Distribution of preprinted data availability statements across nine categories, determined by a prespecified classification system. Change in the percentage of data availability statements describing open data between the preprinted and published versions of the same record, stratified by journal sharing policy. Number of code availability declarations reported in the full-text preprint which were not captured in the corresponding data availability statement.
3938 medRxiv preprints with an applicable data availability statement were included in our sample, of which 911 (23.1%) were categorized as describing open data. 379 (9.6%) preprints were subsequently published, and of these published articles, only 155 contained an applicable data availability statement. Similar to the preprint stage, a minority (59 (38.1%)) of these published data availability statements described open data. Of the 151 records eligible for the comparison between preprinted and published stages, 57 (37.7%) were published in journals which mandated open data sharing. Data availability statements more frequently described open data on publication when the journal mandated data sharing (open at preprint: 33.3%, open at publication: 61.4%) compared to when the journal did not mandate data sharing (open at preprint: 20.2%, open at publication: 22.3%).
Requiring that authors submit a data availability statement is a good first step, but is insufficient to ensure data availability.

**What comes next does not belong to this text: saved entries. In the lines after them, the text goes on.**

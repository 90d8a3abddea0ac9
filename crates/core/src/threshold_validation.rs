//! Shared threshold validation helpers.
//!
//! Used when loading alert thresholds from configuration.

use crate::error::CoreError;

/// Validate that a threshold is a finite number.
pub fn validate_finite(value: f32, name: &str) -> Result<(), CoreError> {
    if !value.is_finite() {
        return Err(CoreError::Validation(format!(
            "{name} must be a finite number, got {value}"
        )));
    }
    Ok(())
}

/// Validate that a threshold is finite and not negative.
///
/// RMS current can never be negative, so a negative current threshold
/// would make every reading alert.
pub fn validate_non_negative(value: f32, name: &str) -> Result<(), CoreError> {
    validate_finite(value, name)?;
    if value < 0.0 {
        return Err(CoreError::Validation(format!(
            "{name} must not be negative, got {value}"
        )));
    }
    Ok(())
}
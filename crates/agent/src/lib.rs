//! `motorwatch-agent` library crate.
//!
//! Re-exports internal modules for integration testing. The binary
//! entrypoint lives in `main.rs`.

pub mod config;
pub mod dispatcher;
pub mod link;
pub mod sampler;
pub mod sensors;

Strict editorial policies that mandate data sharing (where appropriate) as a condition of publication appear to be effective in making research data available. We would strongly encourage all journal editors to examine whether their data availability policies are sufficiently stringent and consistently enforced.

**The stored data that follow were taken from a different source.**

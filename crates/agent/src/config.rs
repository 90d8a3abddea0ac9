//! Agent configuration loaded from environment variables.
//!
//! | Variable                   | Required | Default                                  |
//! |----------------------------|----------|------------------------------------------|
//! | `INGEST_URL`               | yes      | -                                        |
//! | `SAMPLE_INTERVAL_MS`       | no       | `2000`                                   |
//! | `TEMP_THRESHOLD_C`         | no       | `25.0`                                   |
//! | `CURRENT_THRESHOLD_A`      | no       | `0.3`                                    |
//! | `ALERT_QUEUE_CAPACITY`     | no       | `5`                                      |
//! | `DISPATCH_COOLDOWN_MS`     | no       | `1000`                                   |
//! | `TEMP_SENSOR_ID`           | no       | `motor_temp_01`                          |
//! | `CURRENT_SENSOR_ID`        | no       | `motor_current_01`                       |
//! | `SENSOR_SOURCE`            | no       | `simulated` (or `hwmon`)                 |
//! | `HWMON_TEMP_PATH`          | no       | `/sys/class/thermal/thermal_zone0/temp`  |
//! | `HWMON_CURRENT_PATH`       | no       | -                                        |
//! | `LINK_PROBE_ADDR`          | no       | host:port of `INGEST_URL`                |
//! | `LINK_PROBE_INTERVAL_SECS` | no       | `10`                                     |
//!
//! SMTP settings are read by [`EmailConfig::from_env`].

use std::path::PathBuf;
use std::str::FromStr;
use std::time::Duration;

use motorwatch_core::reading::{DEFAULT_CURRENT_SENSOR_ID, DEFAULT_TEMP_SENSOR_ID};
use motorwatch_core::threshold_validation::{validate_finite, validate_non_negative};
use motorwatch_core::thresholds::{DEFAULT_CURRENT_THRESHOLD_A, DEFAULT_TEMP_THRESHOLD_C};
use motorwatch_core::{CoreError, SensorChannel, Thresholds};
use motorwatch_events::queue::DEFAULT_CAPACITY;
use motorwatch_events::{EmailConfig, NotifyError};

const DEFAULT_SAMPLE_INTERVAL_MS: u64 = 2000;
const DEFAULT_DISPATCH_COOLDOWN_MS: u64 = 1000;
const DEFAULT_LINK_PROBE_INTERVAL_SECS: u64 = 10;
const DEFAULT_HWMON_TEMP_PATH: &str = "/sys/class/thermal/thermal_zone0/temp";

#[derive(Debug, thiserror::Error)]
pub enum ConfigError {
    #[error("{0} environment variable is required")]
    Missing(&'static str),

    #[error("{var} is invalid: {reason}")]
    Invalid { var: &'static str, reason: String },

    #[error(transparent)]
    Core(#[from] CoreError),

    #[error("SMTP configuration: {0}")]
    Email(#[from] NotifyError),
}

/// Which [`SensorSource`](crate::sensors::SensorSource) backend to build.
#[derive(Debug, Clone, PartialEq, Eq)]
pub enum SensorSourceKind {
    Simulated,
    Hwmon {
        temperature_path: PathBuf,
        current_path: Option<PathBuf>,
    },
}

#[derive(Debug, Clone)]
pub struct AgentConfig {
    pub ingest_url: String,
    pub sample_interval: Duration,
    pub thresholds: Thresholds,
    pub queue_capacity: usize,
    pub dispatch_cooldown: Duration,
    pub temperature: SensorChannel,
    pub current: SensorChannel,
    pub sensor_source: SensorSourceKind,
    /// `host:port` probed to decide whether the network link is up.
    pub link_probe_addr: String,
    pub link_probe_interval: Duration,
    /// `None` when `SMTP_HOST` is unset; alerts are then only logged.
    pub email: Option<EmailConfig>,
}

impl AgentConfig {
    /// Load configuration from the process environment.
    pub fn from_env() -> Result<Self, ConfigError> {
        let mut config = Self::from_lookup(|name| std::env::var(name).ok())?;
        config.email = EmailConfig::from_env()?;
        Ok(config)
    }

    /// Build configuration from an arbitrary variable lookup.
    ///
    /// SMTP settings are not read here; `email` is always `None`.
    pub fn from_lookup<F>(lookup: F) -> Result<Self, ConfigError>
    where
        F: Fn(&str) -> Option<String>,
    {
        let ingest_url = lookup("INGEST_URL").ok_or(ConfigError::Missing("INGEST_URL"))?;
        let default_probe_addr = probe_addr_for(&ingest_url)?;

        let sample_interval_ms = parse_or(&lookup, "SAMPLE_INTERVAL_MS", DEFAULT_SAMPLE_INTERVAL_MS)?;
        if sample_interval_ms == 0 {
            return Err(invalid("SAMPLE_INTERVAL_MS", "must be greater than zero"));
        }

        let temperature_c = parse_or(&lookup, "TEMP_THRESHOLD_C", DEFAULT_TEMP_THRESHOLD_C)?;
        validate_finite(temperature_c, "TEMP_THRESHOLD_C")?;
        let current_a = parse_or(&lookup, "CURRENT_THRESHOLD_A", DEFAULT_CURRENT_THRESHOLD_A)?;
        validate_non_negative(current_a, "CURRENT_THRESHOLD_A")?;

        let queue_capacity = parse_or(&lookup, "ALERT_QUEUE_CAPACITY", DEFAULT_CAPACITY)?;
        if queue_capacity == 0 {
            return Err(invalid("ALERT_QUEUE_CAPACITY", "must be at least 1"));
        }

        let dispatch_cooldown_ms =
            parse_or(&lookup, "DISPATCH_COOLDOWN_MS", DEFAULT_DISPATCH_COOLDOWN_MS)?;
        let link_probe_interval_secs = parse_or(
            &lookup,
            "LINK_PROBE_INTERVAL_SECS",
            DEFAULT_LINK_PROBE_INTERVAL_SECS,
        )?;
        if link_probe_interval_secs == 0 {
            return Err(invalid("LINK_PROBE_INTERVAL_SECS", "must be greater than zero"));
        }

        let temperature = SensorChannel::temperature(
            &lookup("TEMP_SENSOR_ID").unwrap_or_else(|| DEFAULT_TEMP_SENSOR_ID.to_string()),
        )?;
        let current = SensorChannel::current(
            &lookup("CURRENT_SENSOR_ID").unwrap_or_else(|| DEFAULT_CURRENT_SENSOR_ID.to_string()),
        )?;

        let sensor_source = match lookup("SENSOR_SOURCE").as_deref() {
            None | Some("simulated") => SensorSourceKind::Simulated,
            Some("hwmon") => SensorSourceKind::Hwmon {
                temperature_path: lookup("HWMON_TEMP_PATH")
                    .unwrap_or_else(|| DEFAULT_HWMON_TEMP_PATH.to_string())
                    .into(),
                current_path: lookup("HWMON_CURRENT_PATH").map(PathBuf::from),
            },
            Some(other) => {
                return Err(invalid(
                    "SENSOR_SOURCE",
                    format!("expected 'simulated' or 'hwmon', got '{other}'"),
                ))
            }
        };

        Ok(Self {
            ingest_url,
            sample_interval: Duration::from_millis(sample_interval_ms),
            thresholds: Thresholds {
                temperature_c,
                current_a,
            },
            queue_capacity,
            dispatch_cooldown: Duration::from_millis(dispatch_cooldown_ms),
            temperature,
            current,
            sensor_source,
            link_probe_addr: lookup("LINK_PROBE_ADDR").unwrap_or(default_probe_addr),
            link_probe_interval: Duration::from_secs(link_probe_interval_secs),
            email: None,
        })
    }
}

fn invalid(var: &'static str, reason: impl Into<String>) -> ConfigError {
    ConfigError::Invalid {
        var,
        reason: reason.into(),
    }
}

/// Parse `name` if set, otherwise fall back to `default`.
fn parse_or<F, T>(lookup: &F, name: &'static str, default: T) -> Result<T, ConfigError>
where
    F: Fn(&str) -> Option<String>,
    T: FromStr,
    T::Err: std::fmt::Display,
{
    match lookup(name) {
        Some(raw) => raw
            .trim()
            .parse()
            .map_err(|e: T::Err| invalid(name, format!("'{raw}': {e}"))),
        None => Ok(default),
    }
}

/// Derive `host:port` from the ingestion URL for the link prober.
fn probe_addr_for(ingest_url: &str) -> Result<String, ConfigError> {
    let url = reqwest::Url::parse(ingest_url).map_err(|e| invalid("INGEST_URL", e.to_string()))?;
    let host = url
        .host_str()
        .ok_or_else(|| invalid("INGEST_URL", "URL has no host"))?;
    let port = url
        .port_or_known_default()
        .ok_or_else(|| invalid("INGEST_URL", "URL has no port and no known default"))?;
    Ok(format!("{host}:{port}"))
}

确定 medRxiv 数据可用性声明是否描述了开放数据或封闭数据,即研究中使用的数据是否无限制地公开可用,并根据期刊数据共享政策检查这是否会在发表后发生变化。此外,还检查数据可用性声明是否足以捕捉代码可用性声明。
对 2019 年 6 月 25 日至 2020 年 5 月 1 日期间发布在 medRxiv 存储库的预印本及其已发表对应版本进行的预注册观察性研究。
根据预定义的分类系统,将 9 类预印本数据可用性声明的分布情况进行分类。根据期刊共享政策分层,比较记录的预印本和已发表版本中描述开放数据的数据可用性声明百分比的变化。在全文预印本中报告但未在相应数据可用性声明中捕获的代码可用性声明数量。
我们的样本包括 3938 份具有适用数据可用性声明的 medRxiv 预印本,其中 911 份(23.1%)被归类为描述开放数据。379 份(9.6%)预印本随后被发表,其中只有 155 份包含适用的数据可用性声明。与预印本阶段类似,这些已发表的数据可用性声明中少数(59 份(38.1%))描述了开放数据。在 151 份符合预印本和发表阶段比较的记录中,57 份(37.7%)发表在要求开放数据共享的期刊上。当期刊要求数据共享时(预印本开放:33.3%,发表时开放:61.4%),数据可用性声明在发表时更频繁地描述了开放数据,而当期刊不要求数据共享时(预印本开放:20.2%,发表时开放:22.3%)。
要求作者提交数据可用性声明是一个良好的第一步,但不足以确保数据的可用性。严格的编辑政策,即要求数据共享(在适当的情况下)作为发表的条件,似乎可以有效地公开研究数据。我们强烈鼓励所有期刊编辑检查其数据可用性政策是否足够严格并得到一致执行。